**What you have to do**
Each line in the records below, from the one that contains "filename src/application/handlers/interview/abandon_interview.rs" to the one that contains "#[derive(Debug, Clone)]", should be reproduced exactly, the first and last included.
[[ Exercise materials, beginning ]]
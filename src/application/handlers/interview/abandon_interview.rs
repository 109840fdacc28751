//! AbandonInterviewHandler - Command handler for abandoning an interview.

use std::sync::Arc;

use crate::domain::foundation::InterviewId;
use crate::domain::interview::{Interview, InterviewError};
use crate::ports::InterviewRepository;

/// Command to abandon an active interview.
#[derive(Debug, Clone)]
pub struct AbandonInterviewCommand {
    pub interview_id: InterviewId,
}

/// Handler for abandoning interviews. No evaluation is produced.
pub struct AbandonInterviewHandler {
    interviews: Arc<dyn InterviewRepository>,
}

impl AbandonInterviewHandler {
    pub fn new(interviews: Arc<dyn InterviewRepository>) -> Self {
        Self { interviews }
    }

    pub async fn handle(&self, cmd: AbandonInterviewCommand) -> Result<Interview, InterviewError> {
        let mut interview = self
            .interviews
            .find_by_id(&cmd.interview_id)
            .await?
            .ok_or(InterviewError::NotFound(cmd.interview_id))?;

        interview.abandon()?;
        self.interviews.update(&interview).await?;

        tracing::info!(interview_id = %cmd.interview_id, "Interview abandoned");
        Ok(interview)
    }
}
[[ Exercise materials, end ]]
[[ Exercise materials, beginning ]]
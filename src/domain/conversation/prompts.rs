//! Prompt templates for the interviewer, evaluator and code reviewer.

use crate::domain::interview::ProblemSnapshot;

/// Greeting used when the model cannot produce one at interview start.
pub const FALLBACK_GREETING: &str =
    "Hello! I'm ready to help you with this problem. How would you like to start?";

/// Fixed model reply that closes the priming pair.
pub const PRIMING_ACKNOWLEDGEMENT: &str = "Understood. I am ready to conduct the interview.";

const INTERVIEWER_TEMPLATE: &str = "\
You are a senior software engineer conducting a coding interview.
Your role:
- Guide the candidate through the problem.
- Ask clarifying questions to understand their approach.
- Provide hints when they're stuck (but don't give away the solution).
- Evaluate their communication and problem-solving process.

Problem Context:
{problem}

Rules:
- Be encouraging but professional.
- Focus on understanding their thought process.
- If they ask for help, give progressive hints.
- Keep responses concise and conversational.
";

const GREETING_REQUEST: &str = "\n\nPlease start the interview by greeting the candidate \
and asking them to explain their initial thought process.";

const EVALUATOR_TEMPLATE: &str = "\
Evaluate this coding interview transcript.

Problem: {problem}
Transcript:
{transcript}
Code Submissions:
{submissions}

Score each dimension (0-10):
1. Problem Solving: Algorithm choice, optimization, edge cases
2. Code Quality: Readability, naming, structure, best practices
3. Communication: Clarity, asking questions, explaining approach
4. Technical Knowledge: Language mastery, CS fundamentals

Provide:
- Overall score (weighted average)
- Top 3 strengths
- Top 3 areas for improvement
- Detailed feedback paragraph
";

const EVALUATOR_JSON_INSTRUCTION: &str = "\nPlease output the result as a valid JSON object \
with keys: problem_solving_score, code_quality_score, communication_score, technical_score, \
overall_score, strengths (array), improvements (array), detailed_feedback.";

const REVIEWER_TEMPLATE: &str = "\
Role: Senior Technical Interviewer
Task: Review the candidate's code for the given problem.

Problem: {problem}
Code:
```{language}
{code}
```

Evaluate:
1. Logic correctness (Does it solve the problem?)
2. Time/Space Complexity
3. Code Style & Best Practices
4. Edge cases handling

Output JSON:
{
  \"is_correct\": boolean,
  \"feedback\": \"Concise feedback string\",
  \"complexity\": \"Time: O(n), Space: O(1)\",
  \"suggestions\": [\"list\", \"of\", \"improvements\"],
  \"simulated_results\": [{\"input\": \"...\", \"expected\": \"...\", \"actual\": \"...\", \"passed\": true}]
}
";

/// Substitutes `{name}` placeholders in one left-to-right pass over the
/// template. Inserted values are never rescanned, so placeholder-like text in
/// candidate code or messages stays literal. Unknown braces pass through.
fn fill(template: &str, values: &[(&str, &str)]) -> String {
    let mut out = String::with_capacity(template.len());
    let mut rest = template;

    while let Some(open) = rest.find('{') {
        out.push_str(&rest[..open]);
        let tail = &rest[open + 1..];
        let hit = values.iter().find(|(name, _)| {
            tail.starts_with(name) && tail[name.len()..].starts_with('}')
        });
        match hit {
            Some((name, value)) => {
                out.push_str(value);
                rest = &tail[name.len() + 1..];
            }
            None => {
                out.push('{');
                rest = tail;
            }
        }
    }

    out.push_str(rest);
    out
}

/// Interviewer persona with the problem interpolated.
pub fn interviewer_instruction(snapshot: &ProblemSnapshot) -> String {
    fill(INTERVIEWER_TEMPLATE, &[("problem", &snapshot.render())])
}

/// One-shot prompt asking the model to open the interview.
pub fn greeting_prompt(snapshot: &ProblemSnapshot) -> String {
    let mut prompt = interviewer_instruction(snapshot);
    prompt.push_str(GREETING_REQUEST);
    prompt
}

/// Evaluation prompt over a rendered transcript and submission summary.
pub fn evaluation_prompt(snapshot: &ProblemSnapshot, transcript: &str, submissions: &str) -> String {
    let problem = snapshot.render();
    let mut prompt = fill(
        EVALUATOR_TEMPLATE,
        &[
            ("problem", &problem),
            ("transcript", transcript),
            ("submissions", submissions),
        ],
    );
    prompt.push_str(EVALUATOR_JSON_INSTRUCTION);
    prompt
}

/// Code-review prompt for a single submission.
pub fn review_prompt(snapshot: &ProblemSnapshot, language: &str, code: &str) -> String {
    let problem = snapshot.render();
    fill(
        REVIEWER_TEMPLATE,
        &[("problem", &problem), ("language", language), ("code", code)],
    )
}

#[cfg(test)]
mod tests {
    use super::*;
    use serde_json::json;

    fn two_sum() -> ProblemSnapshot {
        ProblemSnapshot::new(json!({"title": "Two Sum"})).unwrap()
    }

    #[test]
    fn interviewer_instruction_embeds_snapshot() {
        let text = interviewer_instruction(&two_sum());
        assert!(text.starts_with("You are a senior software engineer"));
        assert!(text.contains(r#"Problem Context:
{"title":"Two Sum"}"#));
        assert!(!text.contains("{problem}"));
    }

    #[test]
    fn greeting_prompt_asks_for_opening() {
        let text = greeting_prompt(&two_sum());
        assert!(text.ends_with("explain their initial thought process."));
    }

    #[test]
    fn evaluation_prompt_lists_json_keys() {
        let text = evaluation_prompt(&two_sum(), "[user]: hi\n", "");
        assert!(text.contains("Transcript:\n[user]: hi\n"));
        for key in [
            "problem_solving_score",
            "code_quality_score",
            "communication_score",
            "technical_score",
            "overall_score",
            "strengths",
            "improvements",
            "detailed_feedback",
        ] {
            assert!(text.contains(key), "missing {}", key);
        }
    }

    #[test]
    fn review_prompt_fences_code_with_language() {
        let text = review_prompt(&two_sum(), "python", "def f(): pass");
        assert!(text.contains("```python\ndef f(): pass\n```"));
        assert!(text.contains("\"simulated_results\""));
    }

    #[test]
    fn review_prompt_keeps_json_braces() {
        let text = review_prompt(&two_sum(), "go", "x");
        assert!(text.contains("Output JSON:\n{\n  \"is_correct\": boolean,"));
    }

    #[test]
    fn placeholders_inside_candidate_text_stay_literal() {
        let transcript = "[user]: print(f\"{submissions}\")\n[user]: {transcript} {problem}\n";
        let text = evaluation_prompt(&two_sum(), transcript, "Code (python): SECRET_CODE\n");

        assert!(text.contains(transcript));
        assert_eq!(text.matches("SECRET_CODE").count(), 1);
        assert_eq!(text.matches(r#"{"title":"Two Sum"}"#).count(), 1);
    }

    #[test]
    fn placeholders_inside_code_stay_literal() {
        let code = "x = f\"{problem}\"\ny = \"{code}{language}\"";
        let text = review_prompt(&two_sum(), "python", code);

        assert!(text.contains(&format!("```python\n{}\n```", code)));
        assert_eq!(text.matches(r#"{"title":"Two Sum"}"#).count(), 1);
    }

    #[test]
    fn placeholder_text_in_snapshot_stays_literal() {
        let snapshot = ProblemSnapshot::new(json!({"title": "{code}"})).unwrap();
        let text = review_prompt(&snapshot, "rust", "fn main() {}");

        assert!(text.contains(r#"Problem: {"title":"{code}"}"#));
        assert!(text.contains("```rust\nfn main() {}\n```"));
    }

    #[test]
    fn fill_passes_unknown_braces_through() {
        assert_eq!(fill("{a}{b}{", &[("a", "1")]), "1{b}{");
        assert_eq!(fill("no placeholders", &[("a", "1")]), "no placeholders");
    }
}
[[ Exercise materials, end ]]
[[ Exercise materials, beginning ]]
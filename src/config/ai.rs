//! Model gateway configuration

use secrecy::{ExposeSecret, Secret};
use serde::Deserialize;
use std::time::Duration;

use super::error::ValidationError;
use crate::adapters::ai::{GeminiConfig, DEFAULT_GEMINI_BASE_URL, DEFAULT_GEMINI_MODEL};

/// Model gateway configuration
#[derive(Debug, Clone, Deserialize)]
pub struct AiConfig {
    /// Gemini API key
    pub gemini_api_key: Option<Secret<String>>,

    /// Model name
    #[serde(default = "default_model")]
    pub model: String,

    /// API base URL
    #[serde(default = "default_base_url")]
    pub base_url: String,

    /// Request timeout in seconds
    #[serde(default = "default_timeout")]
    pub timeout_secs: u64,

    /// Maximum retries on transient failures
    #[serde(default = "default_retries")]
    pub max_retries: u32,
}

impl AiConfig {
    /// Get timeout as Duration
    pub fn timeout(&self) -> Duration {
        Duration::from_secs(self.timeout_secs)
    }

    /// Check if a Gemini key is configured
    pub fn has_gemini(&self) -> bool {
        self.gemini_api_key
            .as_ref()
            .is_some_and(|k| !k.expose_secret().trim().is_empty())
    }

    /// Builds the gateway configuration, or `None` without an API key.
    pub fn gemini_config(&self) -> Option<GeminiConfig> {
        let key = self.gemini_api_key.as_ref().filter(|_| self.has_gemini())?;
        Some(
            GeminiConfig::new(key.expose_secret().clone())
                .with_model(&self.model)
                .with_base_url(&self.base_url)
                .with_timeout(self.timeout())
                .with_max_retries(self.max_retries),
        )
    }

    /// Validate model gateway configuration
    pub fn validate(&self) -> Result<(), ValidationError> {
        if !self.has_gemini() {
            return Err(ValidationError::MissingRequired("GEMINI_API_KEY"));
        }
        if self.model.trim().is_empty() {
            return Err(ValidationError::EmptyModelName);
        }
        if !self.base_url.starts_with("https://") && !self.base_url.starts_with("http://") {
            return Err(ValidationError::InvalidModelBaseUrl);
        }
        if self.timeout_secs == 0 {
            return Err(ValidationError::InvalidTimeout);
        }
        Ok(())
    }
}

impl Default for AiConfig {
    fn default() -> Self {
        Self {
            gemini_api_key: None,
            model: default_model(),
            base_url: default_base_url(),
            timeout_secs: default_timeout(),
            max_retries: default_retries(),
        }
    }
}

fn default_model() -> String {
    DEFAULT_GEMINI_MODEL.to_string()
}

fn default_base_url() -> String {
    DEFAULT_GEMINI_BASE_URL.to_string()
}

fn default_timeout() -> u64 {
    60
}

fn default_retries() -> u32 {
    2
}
[[ Exercise materials, end ]]
**Finished exercise**
filename src/application/handlers/interview/abandon_interview.rs
repository 109840fdacc28751
//! AbandonInterviewHandler - Command handler for abandoning an interview.

use std::sync::Arc;

use crate::domain::foundation::InterviewId;
use crate::domain::interview::{Interview, InterviewError};
use crate::ports::InterviewRepository;

/// Command to abandon an active interview.
#[derive(Debug, Clone)]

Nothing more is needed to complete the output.